• TRY IT: The exercise asks you to copy every line below in which "falls" appears.

• SOURCE MATERIAL:
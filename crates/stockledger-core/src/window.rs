//! Reporting date windows.

use chrono::NaiveDate;
use serde::{Deserialize, Serialize};

/// An inclusive date window with optional bounds.
///
/// A missing bound leaves that side unbounded.
///
/// # Examples
///
/// ```
/// use stockledger_core::{DateWindow, NaiveDate};
///
/// let feb = DateWindow::between(
///     NaiveDate::from_ymd_opt(2024, 2, 1).unwrap(),
///     NaiveDate::from_ymd_opt(2024, 2, 29).unwrap(),
/// );
/// assert!(feb.contains(NaiveDate::from_ymd_opt(2024, 2, 29).unwrap()));
/// assert!(feb.is_before_start(NaiveDate::from_ymd_opt(2024, 1, 31).unwrap()));
/// ```
#[derive(Debug, Clone, Copy, PartialEq, Eq, Default, Serialize, Deserialize)]
pub struct DateWindow {
    /// First day of the window, inclusive.
    pub start: Option<NaiveDate>,
    /// Last day of the window, inclusive.
    pub end: Option<NaiveDate>,
}

impl DateWindow {
    /// Create a window from optional bounds.
    #[must_use]
    pub const fn new(start: Option<NaiveDate>, end: Option<NaiveDate>) -> Self {
        Self { start, end }
    }

    /// A window with no bounds.
    #[must_use]
    pub const fn unbounded() -> Self {
        Self {
            start: None,
            end: None,
        }
    }

    /// A window starting at `start`.
    #[must_use]
    pub const fn from(start: NaiveDate) -> Self {
        Self {
            start: Some(start),
            end: None,
        }
    }

    /// A window ending at `end`.
    #[must_use]
    pub const fn until(end: NaiveDate) -> Self {
        Self {
            start: None,
            end: Some(end),
        }
    }

    /// A window with both bounds.
    #[must_use]
    pub const fn between(start: NaiveDate, end: NaiveDate) -> Self {
        Self {
            start: Some(start),
            end: Some(end),
        }
    }

    /// Check if the date falls strictly before the start bound.
    #[must_use]
    pub fn is_before_start(&self, date: NaiveDate) -> bool {
        self.start.is_some_and(|start| date < start)
    }

    /// Check if the date falls strictly after the end bound.
    #[must_use]
    pub fn is_after_end(&self, date: NaiveDate) -> bool {
        self.end.is_some_and(|end| date > end)
    }

    /// Check if the date falls inside the window.
    #[must_use]
    pub fn contains(&self, date: NaiveDate) -> bool {
        !self.is_before_start(date) && !self.is_after_end(date)
    }

    /// Check if neither bound is set.
    #[must_use]
    pub const fn is_unbounded(&self) -> bool {
        self.start.is_none() && self.end.is_none()
    }

    /// Check if the start bound lies after the end bound.
    ///
    /// Such a window contains no dates. It is not an error for the engine;
    /// callers may choose to warn about it.
    #[must_use]
    pub fn is_inverted(&self) -> bool {
        matches!((self.start, self.end), (Some(start), Some(end)) if start > end)
    }
}
//! # Key Encode/Decode Demo
//!
//! Generates a key pair and round-trips both halves through their printable
//! (base64) form, as for sharing a public key or storing a key in a file.
//!
//! ## Run
//!
//! ```bash
//! RUST_LOG=parley_core=debug cargo run --example key_encode_decode
//! ```

use parley_core::crypto::{generate_key_pair, PublicKey, SecretKey};
use tracing_subscriber::EnvFilter;

fn main() -> parley_core::Result<()> {
    tracing_subscriber::fmt()
        .with_env_filter(
            EnvFilter::try_from_default_env()
                .unwrap_or_else(|_| "parley_core=debug,info".into()),
        )
        .init();

    println!("=== Parley Core: Key Encode/Decode Demo ===\n");

    println!("Step 1: Generating an X25519 key pair...");
    let key_pair = generate_key_pair()?;
    println!();

    println!("Step 2: Encoding both keys as base64...");
    let encoded_public = key_pair.public_key().to_printable();
    let encoded_secret = key_pair.secret_key().to_printable();
    println!("  Public key: {}", encoded_public);
    println!("  Secret key: <{} characters, not shown>", encoded_secret.len());
    println!();

    println!("Step 3: Decoding them again...");
    let decoded_public = PublicKey::from_printable(&encoded_public)?;
    let decoded_secret = SecretKey::from_printable(&encoded_secret)?;

    let public_matches = decoded_public == key_pair.public_key();
    let secret_matches = *decoded_secret.to_bytes() == *key_pair.secret_key().to_bytes();
    println!("  Public key matches: {}", public_matches);
    println!("  Secret key matches: {}", secret_matches);
    println!(
        "  Decoded secret still yields the same public key: {}",
        decoded_secret.public_key() == key_pair.public_key()
    );
    println!();

    println!("=== Demo Complete ===");
    Ok(())
}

• TASK ANSWER:
    /// Check if the date falls strictly before the start bound.
    /// Check if the date falls strictly after the end bound.
    /// Check if the date falls inside the window.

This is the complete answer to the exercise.